How this 22-year-old helped shoot the definitive documentary on India’s migrant crisis during the pandemic – EdexLive

Home means everything. It is a safe haven that has come to mean so much more to us during the pandemic where it has doubled up as an office for all the work-from-home folk. So with no job projects, evicted from their rented places and lockdown hitting them hard, can you blame the migrant labourers for undertaking long journeys from the cities to walk back to their homes in their villages the place that they call home? But that they will come out in such large numbers was the shocker, numbers that are hard to keep track off. So the Digital Empowerment Foundation (DEF), whose mission is to bridge the digital divide, decided to conduct an Ethnography Study. The by-product of it was The Migrants, short films and documentaries.

Abner Manzar was volunteering with DEF and helping with relief work at Nuh and Sohna, two towns near Delhi, in May. And as he was a part of the communications team, he started talking to migrants and taking their interview. "They were all extremely agitated, hungry, tired and emotional. So I reasoned that this might not be the best time for a recorded interview," says the 22-year-old. So he and Ravi Guria, Head, Media and Communication, DEF, decided to set out on a journey of discovering the true stories of the migrants. "Beyond the city, no one was following them. It was assumed that if they reached their homes, the crisis was solved. But that's when the crisis actually began," he points out. So over 16 days in June, armed with an iPhone 11, the two travelled across Uttar Pradesh, Bihar and Jharkhand and in each state, they visited four to five villages to document the plight of migrants.

Let the journey beginThe duo interviewed 60 migrants and it was a mixed bag when it comes to the latter opening up and really talking. With the help of DEF coordinators in every village, they connected to various labourers who had come back home. While some were downright reticent, others were vague and yet others, like Arbaz Khan, a 20-year-old from Bhitiharwa, Bihar, really had a lot to say. When he heard about them, he came to meet them on a bike, almost bursting on the seams to share his story. "Since elections were coming up in Bihar, there were people who were reluctant as well. All we told them that your story needs to reach the world," explains Abner, who is an author as well.

We wonder what the migrants had to say about going back to the cities after the unlock, were they willing or reluctant? "They were people who refused to go back until a vaccine was in place, others wanted to go back to earn. But frankly, their answers were emotional. Out of desperation, most of them must have already gone back," reasons Abner who shuttles between Delhi and Puducherry. And what about the anger? Who was it directed towards? The government, surely. "Surprisingly, no. They were angrier with their employees. They felt betrayed by them. And yet, they had somehow resigned to their faith in some way," shares the travel enthusiast.
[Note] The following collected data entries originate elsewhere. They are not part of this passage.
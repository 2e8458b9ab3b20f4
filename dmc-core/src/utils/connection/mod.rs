//! Module Exports
//!
//! This file exports the command ingest used by transports that feed the
//! motor controller.
//!
//! # Modules
//! - `ingest`: decodes JSON commands and forwards them to the motor channel.

/// Module for decoding and queueing incoming motor commands.
pub mod ingest;
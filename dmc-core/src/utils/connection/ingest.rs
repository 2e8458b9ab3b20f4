//! Command ingest.
//!
//! Decodes JSON `MotorCommand` payloads from any transport (serial line,
//! socket frame, stdin) and forwards them to `MOTOR_CHANNEL`, where the single
//! controller task executes them one at a time.

use embassy_sync::channel::TrySendError;

use crate::utils::controllers::{MotorCommand, MOTOR_CHANNEL};

/// Errors produced while accepting a command payload.
#[derive(Debug)]
pub enum IngestError {
    /// Payload is not a valid `MotorCommand`.
    Malformed(serde_json::Error),
    /// The command queue is full; the command was dropped.
    QueueFull(MotorCommand),
}

/// Deserialize a JSON `MotorCommand`, e.g. `{"mc":"run","m":"both","s":80}`.
pub fn parse(data: &[u8]) -> Result<MotorCommand, serde_json::Error> {
    serde_json::from_slice::<MotorCommand>(data)
}

/// Parse `data` and queue it without waiting.
///
/// Usable from outside the executor (e.g. a reader thread on a host).
pub fn ingest(data: &[u8]) -> Result<MotorCommand, IngestError> {
    let command = parse(data).map_err(|error| {
        tracing::error!(?error, "error deserializing MotorCommand");
        IngestError::Malformed(error)
    })?;
    MOTOR_CHANNEL.try_send(command).map_err(|TrySendError::Full(dropped)| {
        tracing::warn!(?dropped, "motor queue full, command dropped");
        IngestError::QueueFull(dropped)
    })?;
    Ok(command)
}

/// Parse `data` and queue it, waiting for space in the channel.
pub async fn forward(data: &[u8]) -> Result<MotorCommand, serde_json::Error> {
    match parse(data) {
        Ok(command) => {
            MOTOR_CHANNEL.send(command).await;
            Ok(command)
        }
        Err(error) => {
            tracing::error!(?error, "error deserializing MotorCommand");
            Err(error)
        }
    }
}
The shame of coming backAnother aspect that Abner introduces us to is the ridicule labourers faced after coming back to villages. Since having a job in the city is considered to be the ultimate achievement, when they came back, they were mocked by the rest of the villagers. "I think the solution to this would be more rural employment opportunities," mulls the youngster. However, the romantic idea that one holds of an Indian village was completely shattered as the duo went from one village to another. "As a youngster, it was eye-opening for me to travel to the heartland of India and see the abject poverty that some people live in. Also, the rampant discrimination, it's always in the air," he says with a tinge of sadness in his voice. And then adds, "But I feel that we have all seen migrant labourers as victims, but they are such inspirational figures. Would someone like you or I be able to sustain all that they have had to bear? I don't think so," shares the alumni of Sri Aurobindo International Centre Of Education, Puducherry.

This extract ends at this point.